#### TASK INSTRUCTIONS
Below is a block of entries; repeat exactly the lines starting at the line that contains "pub fn as_slice(&self)" and ending at the line that contains "assert_eq!(poly![3.0].degree(), 0);", both included.

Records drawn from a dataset
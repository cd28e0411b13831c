use std::fmt;

use approx::RelativeEq;
use num::{Float, FromPrimitive};

/// The real number types the solver is generic over.
///
/// Blanket-implemented for any float-like type that supports conversion from
/// primitives and relative comparison, which in practice means `f32` and `f64`.
pub trait RealScalar:
    Float + FromPrimitive + RelativeEq<Epsilon = Self> + fmt::Debug + fmt::Display
{
}

impl<T> RealScalar for T where
    T: Float + FromPrimitive + RelativeEq<Epsilon = T> + fmt::Debug + fmt::Display
{
}
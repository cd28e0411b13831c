//! Interactive coefficient entry on stdin, lowest-degree term first.
//!
//! Enter one coefficient per prompt, `f` for fractional entry via a
//! numerator/denominator pair, and `/` to finish. Invalid input re-prompts.

use std::io::{self, BufRead, Write};

use itertools::Itertools;
use real_roots::Poly64;

fn main() -> io::Result<()> {
    simple_logger::init_with_level(log::Level::Warn).expect("logger init");

    let stdin = io::stdin();
    let mut lines = stdin.lock().lines();
    let coefficients = enter_polynomial(&mut lines)?;
    if coefficients.is_empty() {
        println!("No coefficients entered.");
        return Ok(());
    }

    let poly = Poly64::from_vec(coefficients);
    println!("Polynomial: {poly}");

    let roots = poly.roots();
    if roots.is_empty() {
        println!("Roots: No real roots found.");
    } else {
        println!("Roots: {}", roots.iter().join(", "));
    }
    Ok(())
}

/// Collect coefficients from the constant term upward, returning them in the
/// descending-degree order the solver expects.
fn enter_polynomial(
    lines: &mut impl Iterator<Item = io::Result<String>>,
) -> io::Result<Vec<f64>> {
    let mut ascending: Vec<f64> = Vec::new();
    println!("Enter polynomial, to enter fractional coefficients type f");
    loop {
        let Some(answer) = prompt(&format!("Coefficient of x^{} term: ", ascending.len()), lines)?
        else {
            break;
        };
        match answer.as_str() {
            "/" => break,
            "f" => {
                let Some(numerator) = prompt("Numerator: ", lines)? else {
                    break;
                };
                let Some(denominator) = prompt("Denominator: ", lines)? else {
                    break;
                };
                match (numerator.parse::<f64>(), denominator.parse::<f64>()) {
                    (Ok(num), Ok(denom)) => ascending.push(num / denom),
                    _ => println!("Invalid input. Please enter a valid fraction."),
                }
            }
            "" => println!("Invalid input. Please enter a non-empty number."),
            text => match text.parse::<f64>() {
                Ok(coefficient) => ascending.push(coefficient),
                Err(_) => println!("Invalid input. Please enter a valid number."),
            },
        }
    }
    ascending.reverse();
    Ok(ascending)
}

fn prompt(
    label: &str,
    lines: &mut impl Iterator<Item = io::Result<String>>,
) -> io::Result<Option<String>> {
    print!("{label}");
    io::stdout().flush()?;
    match lines.next() {
        Some(line) => Ok(Some(line?.trim().to_string())),
        None => Ok(None),
    }
}
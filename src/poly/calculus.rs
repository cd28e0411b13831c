use itertools::Itertools;

use crate::{Poly, RealScalar};

impl<T: RealScalar> Poly<T> {
    /// First derivative.
    ///
    /// Each coefficient is scaled by its exponent and the constant term is
    /// dropped, keeping the descending-degree layout.
    ///
    /// ```
    /// use real_roots::poly;
    ///
    /// let p = poly![1.0, 2.0, 3.0];
    /// assert_eq!(p.diff(), poly![2.0, 2.0]);
    /// ```
    #[must_use]
    pub fn diff(&self) -> Self {
        let degree = self.degree();

        // derivative of a constant is zero
        if degree == 0 {
            return Self(vec![T::zero()]);
        }

        let coeffs = self
            .0
            .iter()
            .enumerate()
            .take(degree)
            .map(|(i, &c)| {
                c * T::from_usize(degree - i).expect("degree too high to convert to T")
            })
            .collect_vec();
        Self(coeffs)
    }
}
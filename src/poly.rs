use std::fmt;

use crate::RealScalar;

mod calculus;
mod impl_num;
pub mod roots;

/// A univariate polynomial as a list of real coefficients of descending
/// degree, so index 0 holds the leading coefficient.
///
/// Leading zero coefficients are kept as-is: the effective degree of such a
/// polynomial is lower than [`Poly::degree`] reports, and the root finder
/// dispatches on the reported degree. Callers are expected to supply a
/// non-zero leading coefficient.
#[derive(Clone, Debug, PartialEq)]
pub struct Poly<T: RealScalar>(pub(crate) Vec<T>);

impl<T: RealScalar> Poly<T> {
    /// Create a polynomial from a slice of coefficients of descending degree.
    #[must_use]
    pub fn new(coeffs: &[T]) -> Self {
        debug_assert!(
            !coeffs.is_empty(),
            "a polynomial needs at least one coefficient"
        );
        Self(coeffs.to_vec())
    }

    /// Same as [`Poly::new`], but takes ownership of the vector.
    #[must_use]
    pub fn from_vec(coeffs: Vec<T>) -> Self {
        debug_assert!(
            !coeffs.is_empty(),
            "a polynomial needs at least one coefficient"
        );
        Self(coeffs)
    }

    /// Monic polynomial from its real roots.
    ///
    /// # Examples
    /// ```
    /// use real_roots::{poly, Poly};
    ///
    /// let p = Poly::from_roots(&[1.0, 2.0]);
    /// assert_eq!(p, poly![1.0, -3.0, 2.0]);
    /// ```
    #[must_use]
    pub fn from_roots(roots: &[T]) -> Self {
        roots
            .iter()
            .map(|&r| Self(vec![T::one(), -r]))
            .fold(Self(vec![T::one()]), |acc, factor| acc * factor)
    }

    /// Degree of the polynomial, taken from the number of coefficients.
    ///
    /// Leading zeros are not trimmed, so this is the nominal degree of the
    /// coefficient list, not necessarily the effective degree.
    #[must_use]
    pub fn degree(&self) -> usize {
        debug_assert!(!self.0.is_empty());
        self.0.len() - 1
    }

    /// Evaluate the polynomial at `x`.
    ///
    /// ```
    /// use real_roots::poly;
    ///
    /// let p = poly![1.0, 2.0, 3.0];
    /// assert_eq!(p.eval(1.0), 6.0);
    /// ```
    #[must_use]
    pub fn eval(&self, x: T) -> T {
        // Horner's method: https://en.wikipedia.org/wiki/Horner%27s_method
        // coefficients are stored leading-first, so a single forward pass
        // accumulates highest powers first
        let mut eval = T::zero();
        for &c in &self.0 {
            eval = eval * x + c;
        }
        eval
    }

    #[must_use]
    pub fn as_slice(&self) -> &[T] {
        &self.0
    }
}

impl<T: RealScalar> fmt::Display for Poly<T> {
    fn fmt(&self, f: &mut fmt::Formatter<'_>) -> fmt::Result {
        let degree = self.degree();
        let mut first = true;
        for (i, &c) in self.0.iter().enumerate() {
            if c.is_zero() {
                continue;
            }
            if !first {
                f.write_str(" + ")?;
            }
            first = false;
            match degree - i {
                0 => write!(f, "{c}")?,
                1 => write!(f, "{c}*x")?,
                k => write!(f, "{c}*x^{k}")?,
            }
        }
        if first {
            f.write_str("0")?;
        }
        Ok(())
    }
}

#[cfg(test)]
mod test {
    use crate::{poly, Poly64};

    #[test]
    fn eval() {
        // 2x^3 - x + 5 at a few points
        let p = poly![2.0, 0.0, -1.0, 5.0];
        assert_eq!(p.eval(0.0), 5.0);
        assert_eq!(p.eval(1.0), 6.0);
        assert_eq!(p.eval(-2.0), -9.0);
    }

    #[test]
    fn from_roots() {
        let p = Poly64::from_roots(&[1.0, 2.0, 3.0]);
        assert_eq!(p, poly![1.0, -6.0, 11.0, -6.0]);
    }

    #[test]
    fn from_roots_empty() {
        assert_eq!(Poly64::from_roots(&[]), poly![1.0]);
    }

    #[test]
    fn degree() {
        assert_eq!(poly![3.0].degree(), 0);
        assert_eq!(poly![1.0, -3.0, 2.0].degree(), 2);
    }

    #[test]
    fn display() {
        let p = poly![1.0, -3.0, 2.0];
        assert_eq!(p.to_string(), "1*x^2 + -3*x + 2".to_string());
        assert_eq!(poly![0.0].to_string(), "0".to_string());
        assert_eq!(poly![2.0, 0.0, 1.0].to_string(), "2*x^2 + 1".to_string());
    }
}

#### ANSWER AREA
    pub fn as_slice(&self) -> &[T] {
        &self.0
    }
}

impl<T: RealScalar> fmt::Display for Poly<T> {
    fn fmt(&self, f: &mut fmt::Formatter<'_>) -> fmt::Result {
        let degree = self.degree();
        let mut first = true;
        for (i, &c) in self.0.iter().enumerate() {
            if c.is_zero() {
                continue;
            }
            if !first {
                f.write_str(" + ")?;
            }
            first = false;
            match degree - i {
                0 => write!(f, "{c}")?,
                1 => write!(f, "{c}*x")?,
                k => write!(f, "{c}*x^{k}")?,
            }
        }
        if first {
            f.write_str("0")?;
        }
        Ok(())
    }
}

#[cfg(test)]
mod test {
    use crate::{poly, Poly64};

    #[test]
    fn eval() {
        // 2x^3 - x + 5 at a few points
        let p = poly![2.0, 0.0, -1.0, 5.0];
        assert_eq!(p.eval(0.0), 5.0);
        assert_eq!(p.eval(1.0), 6.0);
        assert_eq!(p.eval(-2.0), -9.0);
    }

    #[test]
    fn from_roots() {
        let p = Poly64::from_roots(&[1.0, 2.0, 3.0]);
        assert_eq!(p, poly![1.0, -6.0, 11.0, -6.0]);
    }

    #[test]
    fn from_roots_empty() {
        assert_eq!(Poly64::from_roots(&[]), poly![1.0]);
    }

    #[test]
    fn degree() {
        assert_eq!(poly![3.0].degree(), 0);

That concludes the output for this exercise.